The Supreme People’s Court and other Chinese government institutions have been making increasing use of name & shame lists to call attention to illegal behavior by institutions and individuals and to prevent them from benefiting from their illegal behavior (as I discussed in this blogpost). International institutions, such as the World Bank, Asian Development Bank, African Development Bank, Inter-American Development Bank and the European Bank for Reconstruction and Development, name and shame as well. They list firms and individuals that have been disbarred (by their own or counterpart institution) from being awarded a multilateral development bank contract because they have been sanctioned for fraud or corruption violations (the World Bank list is here and a comprehensive introduction is found here). The World Bank cooperates with other international and national regulatory and enforcement organizations, such as the European Anti-Fraud Office and the UK’s Serious Fraud Office.
I recently published a brief blogpost on the website of the Wong MNC Center, calling attention to the significant number of Chinese companies, particularly state-owned companies, that are on the World Bank (and other multilateral development banks) blacklists. I noted that there do not seem to be clear repercussions for those companies and queried whether China’s Asian Infrastructure Investment Bank (AIIB) will follow the practice of the other multilateral development banks.AIIB has recently appointed Mr. Hamid Sharif, formerly of the Asian Development Bank, to be Director General of the AIIB’s Compliance, Effectiveness and Integrity Unit, and Gerard Sanders to be its general counsel. Sanders worked for many years in the legal department of the European Bank for Reconstruction and Development. Both men would take the disbarment system as an accepted part of the international development bank regulatory system. Some issues I didn’t have a chance to raise:
- A significant number of Chinese companies did not participate in the sanctioning proceedings or make use of the appeal procedures. This attitude is analogous to the way some Chinese companies view foreign arbitration and other foreign dispute resolution (the three nos–see my earlier blogpost on this).An experienced Chinese consultant that I contacted privately remarked that Chinese firms take the “Four No” approach—do not recognize, do not accept, do not commit themselves, and there are no consequences in China;
- Some of the Chinese companies that have been or are currently being disbarred are party to major contracts (or memoranda of understanding) under various Chinese government initiatives. According to a recent report in the Philippine press, China Road & Bridge and affiliated companies (blacklisted by the World Bank until 2017) are among the major beneficiaries of President Duterte’s recent trip to China. Other blacklisted companies are doing projects in Africa and Central America.
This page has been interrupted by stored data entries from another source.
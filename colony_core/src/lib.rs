pub mod ant;
mod colony;
mod geometry;
mod grid;
mod memory;
mod pheromone;
pub mod selection;
mod sim;

// Re-export key types for easier imports
pub use ant::{Ant, ForageContext, Steering};
pub use colony::Colony;
pub use geometry::{Cell, Direction};
pub use grid::FoodGrid;
pub use memory::ShortTermMemory;
pub use pheromone::{PheromoneField, PheromoneKind, Trails};
pub use sim::{
    COLONY_COLORS, ColonyStats, Rgb, Simulation, SimulationSettings, SimulationState,
    SimulationStats,
};

// Grid constants
pub const GRID_SIZE: usize = 200;

// Food generation
pub const INITIAL_FOOD_PER_SOURCE: u32 = 50;
pub const INITIAL_FOOD_SOURCES: u32 = 100;
pub const NUM_CLUMPS: usize = 8;
pub const ATTEMPTS_PER_CLUMP: usize = INITIAL_FOOD_SOURCES as usize / NUM_CLUMPS;
pub const CLUMP_RADIUS: f32 = 10.0;

// Pheromone field constants
pub const MAX_PHEROMONE_LEVEL: f32 = 500.0;
pub const PHEROMONE_DECAY_RATE: f32 = 0.98;
pub const PHEROMONE_EPSILON: f32 = 0.001;

// Colony constants
pub const FOOD_REQUIRED_PER_ANT_SPAWN: u32 = 8;

// Ant life cycle
pub const MAX_LIFESPAN: u32 = 1000;
pub const MEMORY_LENGTH: usize = 10;
pub const MAX_TOTAL_RETURN_ATTEMPTS: u32 = 150;
pub const HOME_PROXIMITY_THRESHOLD: f32 = 8.0;
pub const NO_PROGRESS_EPSILON: f32 = 0.1; // Tuned, keep as is

// Deposit budget
pub const INITIAL_PHEROMONE_STRENGTH: f32 = 100.0;
pub const FOUND_FOOD_PHEROMONE_STRENGTH: f32 = 20.0;
pub const DELIVERY_PHEROMONE_BONUS: f32 = 10.0;
pub const FOOD_PHEROMONE_DEPOSIT: f32 = 60.0;
pub const HOME_PHEROMONE_DEPOSIT: f32 = 50.5;
pub const FOOD_DEPOSIT_MIN_STRENGTH: f32 = 0.05;
pub const HOME_DEPOSIT_MIN_STRENGTH: f32 = 0.1;
pub const DEPOSIT_COST: f32 = 0.1;

// Trail following
pub const FOOD_TRAIL_CROWDING_LEVEL: f32 = 25.0;
pub const HOME_TRAIL_CROWDING_LEVEL: f32 = 30.0;
pub const TRAIL_CROWDING_WANDER_PERCENT: u32 = 5;
pub const LOW_TRAIL_WEIGHT: f32 = 0.1;
pub const LOW_TRAIL_WANDER_PERCENT: u32 = 20;
pub const MIN_CANDIDATE_WEIGHT: f32 = 0.001;
pub const DIAGONAL_BONUS: f32 = 1.1;
pub const NEAR_HOME_DISTANCE: f32 = 2.5; // Revisits are barely penalised this close to the nest

// Movement
pub const WANDER_INERTIA_PERCENT: u32 = 70;
pub const NEST_DEPARTURE_WANDER_PERCENT: u32 = 3;
pub const BOUNDARY_TURN_UNITS: i32 = 2; // Sharp turn is 2 or 3 units
use rand::Rng;
use serde::{Deserialize, Serialize};

use super::GRID_SIZE;

/// Integer grid coordinate. May lie outside the grid; every consumer bounds-checks.
#[derive(Debug, Clone, Copy, PartialEq, Eq, Hash, Serialize, Deserialize)]
pub struct Cell {
    pub x: i32,
    pub y: i32,
}

impl Cell {
    pub const fn new(x: i32, y: i32) -> Self {
        Self { x, y }
    }

    #[inline(always)]
    pub fn in_bounds(&self) -> bool {
        let size = GRID_SIZE as i32;
        self.x >= 0 && self.x < size && self.y >= 0 && self.y < size
    }

    /// Neighbour one unit away along `dir`. Not clamped.
    #[inline(always)]
    pub fn step(&self, dir: Direction) -> Cell {
        let (dx, dy) = dir.offset();
        Cell::new(self.x + dx, self.y + dy)
    }

    pub fn distance_to(&self, other: Cell) -> f32 {
        let dx = (self.x - other.x) as f32;
        let dy = (self.y - other.y) as f32;
        (dx * dx + dy * dy).sqrt()
    }

    pub fn chebyshev_to(&self, other: Cell) -> i32 {
        (self.x - other.x).abs().max((self.y - other.y).abs())
    }

    /// Flat row-major index, or None when outside the grid.
    #[inline(always)]
    pub(crate) fn index(&self) -> Option<usize> {
        if self.in_bounds() {
            Some(self.y as usize * GRID_SIZE + self.x as usize)
        } else {
            None
        }
    }
}

/// 8-way compass heading, clockwise from north. Screen coordinates: north is -y.
#[derive(Debug, Clone, Copy, PartialEq, Eq, Hash, Serialize, Deserialize)]
pub enum Direction {
    North,
    NorthEast,
    East,
    SouthEast,
    South,
    SouthWest,
    West,
    NorthWest,
}

impl Direction {
    /// Scan order used by every neighbour sweep.
    pub const ALL: [Direction; 8] = [
        Direction::North,
        Direction::NorthEast,
        Direction::East,
        Direction::SouthEast,
        Direction::South,
        Direction::SouthWest,
        Direction::West,
        Direction::NorthWest,
    ];

    pub fn from_index(index: i32) -> Self {
        Self::ALL[index.rem_euclid(8) as usize]
    }

    pub fn index(self) -> i32 {
        self as i32
    }

    pub fn offset(self) -> (i32, i32) {
        match self {
            Direction::North => (0, -1),
            Direction::NorthEast => (1, -1),
            Direction::East => (1, 0),
            Direction::SouthEast => (1, 1),
            Direction::South => (0, 1),
            Direction::SouthWest => (-1, 1),
            Direction::West => (-1, 0),
            Direction::NorthWest => (-1, -1),
        }
    }

    pub fn is_diagonal(self) -> bool {
        self.index() % 2 != 0
    }

    /// Rotates clockwise by `units` eighths of a turn (negative turns counter-clockwise).
    pub fn turned(self, units: i32) -> Self {
        Self::from_index(self.index() + units)
    }

    /// Greedy heading that shrinks both axis deltas toward the target.
    /// Diagonals win whenever both deltas are non-zero.
    pub fn toward(dx: i32, dy: i32) -> Option<Self> {
        let dir = match (dx.signum(), dy.signum()) {
            (0, 0) => return None,
            (1, 1) => Direction::SouthEast,
            (1, -1) => Direction::NorthEast,
            (1, _) => Direction::East,
            (-1, 1) => Direction::SouthWest,
            (-1, -1) => Direction::NorthWest,
            (-1, _) => Direction::West,
            (_, 1) => Direction::South,
            _ => Direction::North,
        };
        Some(dir)
    }

    pub fn random<R: Rng + ?Sized>(rng: &mut R) -> Self {
        Self::from_index(rng.random_range(0..8))
    }
}
mod app;
mod config;
mod engine;
mod headless;
mod timer;

use std::path::PathBuf;

use anyhow::{Context, Result};
use app::AntApp;
use clap::Parser;
use config::{AppConfig, window_conf};
use tracing::info;
use tracing_subscriber::EnvFilter;

/// Command-line arguments for the ant colony simulation.
#[derive(Parser)]
#[command(name = "antcolony", version, about = "Multi-colony ant foraging simulation")]
struct Cli {
    /// Path to the TOML configuration file.
    #[arg(short, long)]
    config: Option<PathBuf>,

    /// Seed for a reproducible run. Overrides the config file.
    #[arg(long)]
    seed: Option<u64>,

    /// Run this many ticks without a window and print a TOML report.
    #[arg(long, value_name = "TICKS")]
    headless: Option<u64>,
}

fn init_tracing() {
    let filter = EnvFilter::try_from_default_env().unwrap_or_else(|_| EnvFilter::new("info"));
    // Logs go to stderr so the headless report on stdout stays parseable.
    let _ = tracing_subscriber::fmt()
        .with_env_filter(filter)
        .with_writer(std::io::stderr)
        .try_init();
}

fn main() -> Result<()> {
    init_tracing();
    let cli = Cli::parse();

    let config = AppConfig::load(cli.config.as_deref())?.with_seed(cli.seed);

    if let Some(ticks) = cli.headless {
        let report = headless::run(&config, ticks);
        let text = toml::to_string(&report).context("Failed to serialize headless report")?;
        print!("{text}");
        return Ok(());
    }

    info!("Starting viewer");
    macroquad::Window::from_config(window_conf(), async move {
        let mut app = AntApp::new(config);
        app.run().await;
    });
    Ok(())
}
- Officials of the Supreme People’s Procuratorate, as seen in this 2014 article, are advocating better international cooperation with anticorruption efforts in the business sector and mention the international development bank blacklists as a given part of the international anticorruption landscape. They reveal that there are major compliance issues among Chinese SOEs operating abroad, with bribery as one of many problems and a generally prevailing indifferent attitude towards legal compliance.
- It appears there will eventually be a better integration of the multilateral development bank blacklists with the Chinese system, but this will take time and many hours of quiet advocacy to put in place. It would be unfortunate if these efforts are accelerated because disbarment of Chinese companies under the World Bank system results in further investigations or sanctions in Europe, United Kingdom, or elsewhere in the world.